Recorded information:
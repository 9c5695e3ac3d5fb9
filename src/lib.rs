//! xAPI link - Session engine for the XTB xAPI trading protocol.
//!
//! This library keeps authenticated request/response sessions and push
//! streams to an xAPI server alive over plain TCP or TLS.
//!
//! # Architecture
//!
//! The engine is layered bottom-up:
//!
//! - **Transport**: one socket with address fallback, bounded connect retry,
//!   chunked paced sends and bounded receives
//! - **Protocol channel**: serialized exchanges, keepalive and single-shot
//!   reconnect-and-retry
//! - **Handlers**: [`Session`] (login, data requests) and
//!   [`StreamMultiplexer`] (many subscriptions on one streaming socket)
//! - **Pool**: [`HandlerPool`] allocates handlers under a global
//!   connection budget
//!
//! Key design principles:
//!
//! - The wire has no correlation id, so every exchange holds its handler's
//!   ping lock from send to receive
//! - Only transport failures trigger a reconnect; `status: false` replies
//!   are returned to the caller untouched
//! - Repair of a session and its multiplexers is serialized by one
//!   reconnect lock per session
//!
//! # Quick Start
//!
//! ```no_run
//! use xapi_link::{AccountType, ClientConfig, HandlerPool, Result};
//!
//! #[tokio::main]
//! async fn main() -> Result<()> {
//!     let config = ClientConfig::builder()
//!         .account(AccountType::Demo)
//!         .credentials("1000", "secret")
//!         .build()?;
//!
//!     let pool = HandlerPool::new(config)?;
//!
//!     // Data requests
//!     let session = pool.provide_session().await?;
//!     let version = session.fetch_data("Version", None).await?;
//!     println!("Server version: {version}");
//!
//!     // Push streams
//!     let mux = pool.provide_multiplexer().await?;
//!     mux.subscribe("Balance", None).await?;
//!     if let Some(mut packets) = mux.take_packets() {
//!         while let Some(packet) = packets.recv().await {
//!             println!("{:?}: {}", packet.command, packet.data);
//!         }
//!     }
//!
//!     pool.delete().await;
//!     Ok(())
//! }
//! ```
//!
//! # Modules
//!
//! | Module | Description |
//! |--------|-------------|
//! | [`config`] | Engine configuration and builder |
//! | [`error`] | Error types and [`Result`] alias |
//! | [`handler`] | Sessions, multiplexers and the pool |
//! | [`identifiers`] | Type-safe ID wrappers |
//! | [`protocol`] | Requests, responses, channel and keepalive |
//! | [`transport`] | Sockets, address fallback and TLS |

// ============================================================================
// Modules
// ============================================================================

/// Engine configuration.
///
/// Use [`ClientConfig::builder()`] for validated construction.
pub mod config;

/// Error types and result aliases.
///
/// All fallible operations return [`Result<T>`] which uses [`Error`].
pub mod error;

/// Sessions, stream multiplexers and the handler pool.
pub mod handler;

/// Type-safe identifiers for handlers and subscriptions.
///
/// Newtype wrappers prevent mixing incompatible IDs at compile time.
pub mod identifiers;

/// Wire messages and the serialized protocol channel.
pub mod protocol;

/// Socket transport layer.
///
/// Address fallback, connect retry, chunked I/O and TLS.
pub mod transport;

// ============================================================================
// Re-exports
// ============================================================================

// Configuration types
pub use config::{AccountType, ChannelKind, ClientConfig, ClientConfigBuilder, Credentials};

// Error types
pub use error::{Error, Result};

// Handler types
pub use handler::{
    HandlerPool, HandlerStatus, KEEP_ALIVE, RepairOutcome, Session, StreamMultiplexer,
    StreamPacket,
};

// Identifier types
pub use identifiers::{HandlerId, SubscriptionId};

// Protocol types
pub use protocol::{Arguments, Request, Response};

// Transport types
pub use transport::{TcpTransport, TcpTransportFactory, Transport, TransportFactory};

==

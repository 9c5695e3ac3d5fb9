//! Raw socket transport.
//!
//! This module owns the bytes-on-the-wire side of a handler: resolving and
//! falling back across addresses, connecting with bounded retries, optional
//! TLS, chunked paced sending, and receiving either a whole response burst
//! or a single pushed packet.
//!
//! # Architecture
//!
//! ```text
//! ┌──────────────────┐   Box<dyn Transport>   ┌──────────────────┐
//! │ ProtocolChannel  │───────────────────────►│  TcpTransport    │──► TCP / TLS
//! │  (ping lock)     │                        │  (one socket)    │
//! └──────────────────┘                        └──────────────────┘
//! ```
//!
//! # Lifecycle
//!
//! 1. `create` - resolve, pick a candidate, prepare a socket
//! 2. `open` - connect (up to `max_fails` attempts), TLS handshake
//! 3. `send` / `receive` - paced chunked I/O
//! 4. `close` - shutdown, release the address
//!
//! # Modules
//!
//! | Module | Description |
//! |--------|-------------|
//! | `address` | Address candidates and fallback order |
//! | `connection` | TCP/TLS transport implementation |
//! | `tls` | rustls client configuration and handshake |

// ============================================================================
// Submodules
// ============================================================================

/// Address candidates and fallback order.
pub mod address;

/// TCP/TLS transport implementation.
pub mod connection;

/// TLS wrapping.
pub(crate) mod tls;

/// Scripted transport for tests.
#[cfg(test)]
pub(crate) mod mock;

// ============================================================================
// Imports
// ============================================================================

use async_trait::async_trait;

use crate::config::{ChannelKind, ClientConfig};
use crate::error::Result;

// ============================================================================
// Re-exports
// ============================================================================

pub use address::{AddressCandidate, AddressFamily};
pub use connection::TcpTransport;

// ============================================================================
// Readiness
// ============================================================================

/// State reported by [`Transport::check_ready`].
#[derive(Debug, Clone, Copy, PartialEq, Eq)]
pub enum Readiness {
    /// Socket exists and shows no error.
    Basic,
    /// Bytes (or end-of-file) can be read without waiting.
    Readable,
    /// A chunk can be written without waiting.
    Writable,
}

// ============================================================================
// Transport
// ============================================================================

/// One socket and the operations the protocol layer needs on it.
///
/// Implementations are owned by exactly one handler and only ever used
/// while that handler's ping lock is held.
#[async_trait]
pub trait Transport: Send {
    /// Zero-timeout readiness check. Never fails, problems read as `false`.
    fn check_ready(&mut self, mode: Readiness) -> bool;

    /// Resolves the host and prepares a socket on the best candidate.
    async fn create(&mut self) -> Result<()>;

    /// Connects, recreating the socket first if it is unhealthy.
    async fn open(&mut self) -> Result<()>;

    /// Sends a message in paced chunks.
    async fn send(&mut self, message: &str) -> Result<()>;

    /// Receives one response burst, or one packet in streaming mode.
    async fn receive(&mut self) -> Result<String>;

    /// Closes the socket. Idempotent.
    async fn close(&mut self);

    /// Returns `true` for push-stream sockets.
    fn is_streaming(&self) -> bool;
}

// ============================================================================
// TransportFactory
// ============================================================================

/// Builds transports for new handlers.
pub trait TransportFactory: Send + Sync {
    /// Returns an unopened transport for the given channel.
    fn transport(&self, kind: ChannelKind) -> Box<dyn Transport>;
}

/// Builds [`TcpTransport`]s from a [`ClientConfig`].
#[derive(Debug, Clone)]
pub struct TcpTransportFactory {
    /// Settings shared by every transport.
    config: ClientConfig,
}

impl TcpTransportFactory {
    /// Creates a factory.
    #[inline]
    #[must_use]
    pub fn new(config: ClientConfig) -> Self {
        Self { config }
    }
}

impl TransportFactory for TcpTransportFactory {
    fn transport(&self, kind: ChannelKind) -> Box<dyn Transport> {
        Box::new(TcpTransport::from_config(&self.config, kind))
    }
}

Task:
Only a number is needed here: how many lines of the data include the word "lock"?

Task answer:
4